Ernst & Young (EY), one of the world’s four largest auditing corporations (from Big4), announced today that it has completed one of the important stages of its cooperation with the municipality of the Austrian city of Vienna over a joint project to create public blockchains. The technology of the distributed registry will be used to verify and ensure the security of data storage operated by the state bodies of the capital within the framework of the “Open Government” project. In particular, we are talking about building public transport routes, train schedules, and processing information that comes in the course of various election campaigns.
The project manager of the city from the Austrian capital authorities, Brigitte Lutz, spoke about the details of the partnership with EY: “The blockchain platform was developed within four months thanks to the efforts of the developers from Vienna, EY provided general supervision of the project and assisted in its implementation, and promoted image of Vienna as a global hub for digital technology.

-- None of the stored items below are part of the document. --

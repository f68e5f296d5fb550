//! Google Trends adapter.
//!
//! Trends has no official API. The web client first calls `explore` to obtain
//! a signed widget request for the interest-over-time chart, then calls
//! `widgetdata/multiline` with that request to get the series. Both responses
//! are prefixed with an anti-XSSI guard (`)]}'`) that must be stripped.

use async_trait::async_trait;
use reqwest::Url;
use serde::Deserialize;
use serde_json::json;
use wfpop_core::{CanonicalRecord, Platform, TrendsMetrics};

use crate::error::SourceError;
use crate::http::{join_path, normalize_base_url, parse_json, HttpFetcher, HttpSettings};
use crate::{SourceAdapter, SourceBatch};

const DEFAULT_BASE_URL: &str = "https://trends.google.com/";
const TIMEFRAME: &str = "today 3-m";
const HOST_LANGUAGE: &str = "en-US";
const TZ_OFFSET_MINUTES: &str = "360";
const MAX_KEYWORD_CHARS: usize = 100;
const TIMESERIES_WIDGET: &str = "TIMESERIES";
const WINDOW: usize = 30;

// ---------------------------------------------------------------------------
// Response types
// ---------------------------------------------------------------------------

#[derive(Debug, Deserialize)]
struct ExploreResponse {
    #[serde(default)]
    widgets: Vec<Widget>,
}

#[derive(Debug, Deserialize)]
struct Widget {
    id: String,
    #[serde(default)]
    request: serde_json::Value,
    #[serde(default)]
    token: String,
}

#[derive(Debug, Deserialize)]
struct MultilineResponse {
    default: Timeline,
}

#[derive(Debug, Deserialize)]
#[serde(rename_all = "camelCase")]
struct Timeline {
    #[serde(default)]
    timeline_data: Vec<TimelinePoint>,
}

#[derive(Debug, Deserialize)]
#[serde(rename_all = "camelCase")]
struct TimelinePoint {
    #[serde(default)]
    value: Vec<i64>,
    #[serde(default)]
    is_partial: bool,
}

// ---------------------------------------------------------------------------
// Statistics
// ---------------------------------------------------------------------------

/// Summary of one interest-over-time series.
#[derive(Debug, Clone, Copy, PartialEq)]
pub struct SeriesStats {
    pub interest_score: i32,
    pub growth_pct: f64,
}

/// Compute interest and growth for a series of relative-interest samples.
///
/// * interest: mean of the series, truncated toward zero;
/// * recent window: mean of the last 30 samples;
/// * baseline: mean of the 30 samples before those when at least 60 exist,
///   otherwise the mean of the first 30.
///
/// Returns `None` for an empty series.
#[must_use]
#[allow(clippy::cast_possible_truncation)]
pub fn series_stats(series: &[f64]) -> Option<SeriesStats> {
    if series.is_empty() {
        return None;
    }

    let n = series.len();
    let recent = mean(&series[n.saturating_sub(WINDOW)..]);
    let baseline = if n >= 2 * WINDOW {
        mean(&series[n - 2 * WINDOW..n - WINDOW])
    } else {
        mean(&series[..n.min(WINDOW)])
    };

    Some(SeriesStats {
        interest_score: mean(series).trunc() as i32,
        growth_pct: growth_pct(recent, baseline),
    })
}

/// Percent change from `baseline` to `recent`, rounded to 2 decimals.
///
/// A zero baseline yields `100.0` when interest appeared and `0.0` when it
/// stayed at zero.
#[must_use]
pub fn growth_pct(recent: f64, baseline: f64) -> f64 {
    if baseline > 0.0 {
        ((recent - baseline) / baseline * 100.0 * 100.0).round() / 100.0
    } else if recent > 0.0 {
        100.0
    } else {
        0.0
    }
}

#[allow(clippy::cast_precision_loss)]
fn mean(values: &[f64]) -> f64 {
    values.iter().sum::<f64>() / values.len() as f64
}

/// Extract the series, dropping a trailing point Google marks as partial.
#[allow(clippy::cast_precision_loss)]
fn series_from_timeline(mut points: Vec<TimelinePoint>) -> Vec<f64> {
    if points.last().is_some_and(|p| p.is_partial) {
        points.pop();
    }
    points
        .iter()
        .filter_map(|p| p.value.first().map(|&v| v as f64))
        .collect()
}

/// Remove the `)]}'` guard (and the `,` the multiline endpoint adds).
fn strip_xssi(body: &str) -> &str {
    body.trim_start()
        .strip_prefix(")]}'")
        .map_or(body, |rest| rest.trim_start_matches(',').trim_start())
}

// ---------------------------------------------------------------------------
// Adapter
// ---------------------------------------------------------------------------

pub struct TrendsAdapter {
    http: HttpFetcher,
    base_url: Url,
}

impl TrendsAdapter {
    /// # Errors
    ///
    /// Returns [`SourceError::Http`] if the HTTP client cannot be built.
    pub fn new(settings: &HttpSettings) -> Result<Self, SourceError> {
        Self::with_base_url(settings, DEFAULT_BASE_URL)
    }

    /// Creates an adapter with a custom base URL (for testing with wiremock).
    ///
    /// # Errors
    ///
    /// Returns [`SourceError::InvalidBaseUrl`] or [`SourceError::Http`].
    pub fn with_base_url(settings: &HttpSettings, base_url: &str) -> Result<Self, SourceError> {
        Ok(Self {
            http: HttpFetcher::new(settings)?,
            base_url: normalize_base_url(base_url)?,
        })
    }

    fn explore_url(&self, keyword: &str, region: &str) -> Result<Url, SourceError> {
        let term: String = format!("n8n {keyword}")
            .chars()
            .take(MAX_KEYWORD_CHARS)
            .collect();
        let req = json!({
            "comparisonItem": [{ "keyword": term, "time": TIMEFRAME, "geo": region }],
            "category": 0,
            "property": "",
        });

        let mut url = join_path(&self.base_url, "trends/api/explore")?;
        url.query_pairs_mut()
            .append_pair("hl", HOST_LANGUAGE)
            .append_pair("tz", TZ_OFFSET_MINUTES)
            .append_pair("req", &req.to_string());
        Ok(url)
    }

    fn multiline_url(&self, widget: &Widget) -> Result<Url, SourceError> {
        let mut url = join_path(&self.base_url, "trends/api/widgetdata/multiline")?;
        url.query_pairs_mut()
            .append_pair("hl", HOST_LANGUAGE)
            .append_pair("tz", TZ_OFFSET_MINUTES)
            .append_pair("req", &widget.request.to_string())
            .append_pair("token", &widget.token);
        Ok(url)
    }

    async fn interest_over_time(
        &self,
        keyword: &str,
        region: &str,
    ) -> Result<Vec<f64>, SourceError> {
        let explore_url = self.explore_url(keyword, region)?;
        let body = self.http.get_text(&explore_url).await?;
        let explore: ExploreResponse =
            parse_json(strip_xssi(&body), &format!("trends explore({keyword})"))?;

        let Some(widget) = explore
            .widgets
            .into_iter()
            .find(|w| w.id == TIMESERIES_WIDGET)
        else {
            return Ok(Vec::new());
        };

        let data_url = self.multiline_url(&widget)?;
        let body = self.http.get_text(&data_url).await?;
        let data: MultilineResponse =
            parse_json(strip_xssi(&body), &format!("trends multiline({keyword})"))?;

        Ok(series_from_timeline(data.default.timeline_data))
    }
}

#[async_trait]
impl SourceAdapter for TrendsAdapter {
    fn platform(&self) -> Platform {
        Platform::Google
    }

    async fn fetch(&self, keyword: &str, region: &str) -> SourceBatch {
        let series = match self.interest_over_time(keyword, region).await {
            Ok(series) => series,
            Err(e) => {
                tracing::warn!(source = "trends", keyword, region, error = %e, "trends lookup failed");
                return SourceBatch::failed(e.is_rate_limited());
            }
        };

        let Some(stats) = series_stats(&series) else {
            tracing::info!(source = "trends", keyword, region, "no trends data");
            return SourceBatch::default();
        };

        SourceBatch {
            records: vec![CanonicalRecord::trends(
                keyword,
                region,
                TrendsMetrics {
                    interest_score: stats.interest_score,
                    growth_pct: stats.growth_pct,
                    monthly_volume: None,
                },
            )],
            throttled: false,
        }
    }
}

Now we plan to translate all the data that is collected and published in the framework of the “Open Government”, on the blockchain. ”
This partnership became a logical part of the city’s initiative in the field of new technologies, which was named “Digital City. Vein”. The Austrian capital is already using blockchain to simplify and automate administrative processes, in particular when preparing data for city energy reports, when registering legal entities – where data must be updated regularly, in real time. In addition, distributed registry networks help to improve the security of data from unauthorized third parties, as well as from changes that could lead to the loss of important information.
Particularly intensive work on the implementation of blockchain in various processes in public authorities of the Austrian capital began to be implemented from December last year. As a result, by the current moment, about 350 databases are reliably protected by the technology of the distributed registry. Austria became one of those 28 EU countries that decided to take steps towards the practical implementation of new technologies, as a result of which the visible result is achieved: the relevant data is updated on a permanent basis, they are open to the city’s residents, and the accumulated information is reliably protected from substitution.